Ms. Biel is not the greatest of thespians, but the protests had more to do with the fact that every time she’s on screen, Bradley Cooper’s required to tone down his sub-Ryan Reynolds act in favor of acting like an actual vulnerable human being. Specious nonsense! No one came to see that, not even the girlfriends in the audience.
Of course, the obligatory romantic sub-plot has always been with us, but it used to be more pro forma, the ritualistic female to be attained by whatever bad-ass was center screen. They certainly weren’t about to get all weepy about it.
Gushiness is a fairly recent development, something for which we can probably blame Tobey Maguire (who managed to make pining after Kirsten Dunst look realistic and heartfelt) and the widely noted aughts trend of the morally conflicted, emo superhero. This recent overdevelopment of the blockbuster heart muscle seems to work only when someone wildly over-qualified has been cast in the female part, who can underplay the role (like Gwyneth Paltrow in “Iron Man”), because these parts are always poorly written. (Which might account for the popularity of “Taken”: a Hard Man with no time for women yanks us back to the reactionary essence of the action movie.)
I was reminded of all this while watching the fine Steven Seagal film “Marked For Death,” currently available on Netflix Instant. This is the 1990 follow-up to “Hard To Kill,” which briefly took time out for Kelly LeBrock to put on her most low-cut dress and sleep with our ponytailed hero. The poster, attendantly, has her to Seagal’s left, clutching his arm and looking all “THIS IS MY MAN.”
The poster for “Marked For Death,” in contrast, gives us two Seagals — one in silhouette with a gun, and a full face glowering humorlessly, an accurate summary of what happens in the movie. Seagal shares all of three scenes with Joanna Pacula, who attempts to seduce him (flattering him by telling him it’s rare to meet a man like him who isn’t married, gay or “trying to find himself”), but he simply gets the information he needs and is on his way. Pacula is never seen again; after the final shooting, the movie’s simply over.
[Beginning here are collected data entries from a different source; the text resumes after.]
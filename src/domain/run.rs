//! Inference requests and their aggregate results.
//!
//! A run covers one request: the sentences found in its text, one
//! `ClaimResult` per claim sentence and the metadata describing how the
//! run was executed.

use chrono::{DateTime, Utc};
use serde::{Deserialize, Serialize};
use uuid::Uuid;

use super::claim::{ClaimResult, Label};
use super::sentence::Sentence;

/// Smallest accepted `top_k`
pub const MIN_TOP_K: usize = 1;

/// Largest accepted `top_k`
pub const MAX_TOP_K: usize = 50;

/// Default `top_k` when the caller does not set one
pub const DEFAULT_TOP_K: usize = 5;

fn default_top_k() -> usize {
    DEFAULT_TOP_K
}

/// Request payload for one inference run
#[derive(Debug, Clone, Serialize, Deserialize)]
pub struct InferenceRequest {
    /// Raw input text
    pub text: String,

    /// Number of search results to retrieve per claim
    #[serde(default = "default_top_k")]
    pub top_k: usize,

    /// Optional language code (e.g. "en")
    #[serde(default)]
    pub language: Option<String>,

    /// Whether the caller wants incremental events
    #[serde(default)]
    pub streaming: bool,

    /// Caller metadata, echoed back in the result
    #[serde(default)]
    pub metadata: Option<serde_json::Map<String, serde_json::Value>>,
}

impl InferenceRequest {
    /// Create a request with default options
    pub fn new(text: impl Into<String>) -> Self {
        Self {
            text: text.into(),
            top_k: DEFAULT_TOP_K,
            language: None,
            streaming: false,
            metadata: None,
        }
    }

    pub fn with_top_k(mut self, top_k: usize) -> Self {
        self.top_k = top_k;
        self
    }

    pub fn with_language(mut self, language: impl Into<String>) -> Self {
        self.language = Some(language.into());
        self
    }

    pub fn with_streaming(mut self, streaming: bool) -> Self {
        self.streaming = streaming;
        self
    }

    pub fn with_metadata(mut self, metadata: serde_json::Map<String, serde_json::Value>) -> Self {
        self.metadata = Some(metadata);
        self
    }

    /// `top_k` clamped into `[MIN_TOP_K, MAX_TOP_K]`
    pub fn effective_top_k(&self) -> usize {
        self.top_k.clamp(MIN_TOP_K, MAX_TOP_K)
    }
}

/// Final status of a run
#[derive(Debug, Clone, Copy, PartialEq, Eq, Serialize, Deserialize)]
#[serde(rename_all = "snake_case")]
pub enum InferenceStatus {
    /// All stages ran (individual claims may still be NEI)
    Completed,

    /// A pipeline-level failure stopped the run
    Error,
}

/// How a run was executed
#[derive(Debug, Clone, PartialEq, Serialize, Deserialize)]
pub struct RunMetadata {
    /// Unique identifier for this run
    pub run_id: Uuid,

    /// When the run started
    pub started_at: DateTime<Utc>,

    /// Wall-clock duration of the run
    pub elapsed_ms: u64,

    /// Name of the evidence provider used
    pub provider: String,

    /// Effective (clamped) top_k
    pub top_k: usize,

    #[serde(skip_serializing_if = "Option::is_none")]
    pub language: Option<String>,

    pub streaming: bool,

    /// Caller metadata echoed from the request
    #[serde(skip_serializing_if = "Option::is_none")]
    pub request: Option<serde_json::Map<String, serde_json::Value>>,
}

impl RunMetadata {
    /// Start metadata for a request; `elapsed_ms` is filled on finish
    pub fn start(request: &InferenceRequest, provider: impl Into<String>) -> Self {
        Self {
            run_id: Uuid::new_v4(),
            started_at: Utc::now(),
            elapsed_ms: 0,
            provider: provider.into(),
            top_k: request.effective_top_k(),
            language: request.language.clone(),
            streaming: request.streaming,
            request: request.metadata.clone(),
        }
    }
}

/// Aggregate result for one request
#[derive(Debug, Clone, Serialize, Deserialize)]
pub struct InferenceResult {
    pub status: InferenceStatus,

    /// Every sentence found in the input, with claim flags
    #[serde(default)]
    pub sentences: Vec<Sentence>,

    /// One result per claim sentence, in sentence order
    #[serde(default)]
    pub claims: Vec<ClaimResult>,

    pub metadata: RunMetadata,

    #[serde(default, skip_serializing_if = "Option::is_none")]
    pub message: Option<String>,
}

impl InferenceResult {
    /// A completed result
    pub fn completed(
        sentences: Vec<Sentence>,
        claims: Vec<ClaimResult>,
        metadata: RunMetadata,
    ) -> Self {
        Self {
            status: InferenceStatus::Completed,
            sentences,
            claims,
            metadata,
            message: None,
        }
    }

    /// A failed result: no partial sentences or claims are exposed
    pub fn failed(message: impl Into<String>, metadata: RunMetadata) -> Self {
        Self {
            status: InferenceStatus::Error,
            sentences: Vec::new(),
            claims: Vec::new(),
            metadata,
            message: Some(message.into()),
        }
    }

    /// Count-level view of this result
    pub fn summary(&self) -> RunSummary {
        let count = |label: Label| self.claims.iter().filter(|c| c.label == label).count();
        RunSummary {
            status: self.status,
            sentence_count: self.sentences.len(),
            claim_count: self.claims.len(),
            supported: count(Label::Supported),
            refuted: count(Label::Refuted),
            nei: count(Label::Nei),
            metadata: self.metadata.clone(),
        }
    }
}

/// Run summary carried by the final `done` stream event
#[derive(Debug, Clone, PartialEq, Serialize, Deserialize)]
pub struct RunSummary {
    pub status: InferenceStatus,
    pub sentence_count: usize,
    pub claim_count: usize,
    pub supported: usize,
    pub refuted: usize,
    pub nei: usize,
    pub metadata: RunMetadata,
}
This is not, perhaps, the most socially responsible attitude to take, but it is, nonetheless, preferable to the deep-breathing and worrying of, say, Jessica Biel. The sogginess of most action romances, in fact, is nothing more than a way to pad the running time without actually providing real chemistry or banter. Here’s wishing they would either make those roles less token and cynical and more fleshed-out (unlikely), or drop them entirely.
The absurdities of the post-“Anchorman”/”Adult Swim” comedy have gotten rid of the garbage that is the tiresome here’s-a-halfassed-concession-for-the-female-demo. Might it be too much to ask for a similar regression in the action genre? If you can’t do something well, why do it at all?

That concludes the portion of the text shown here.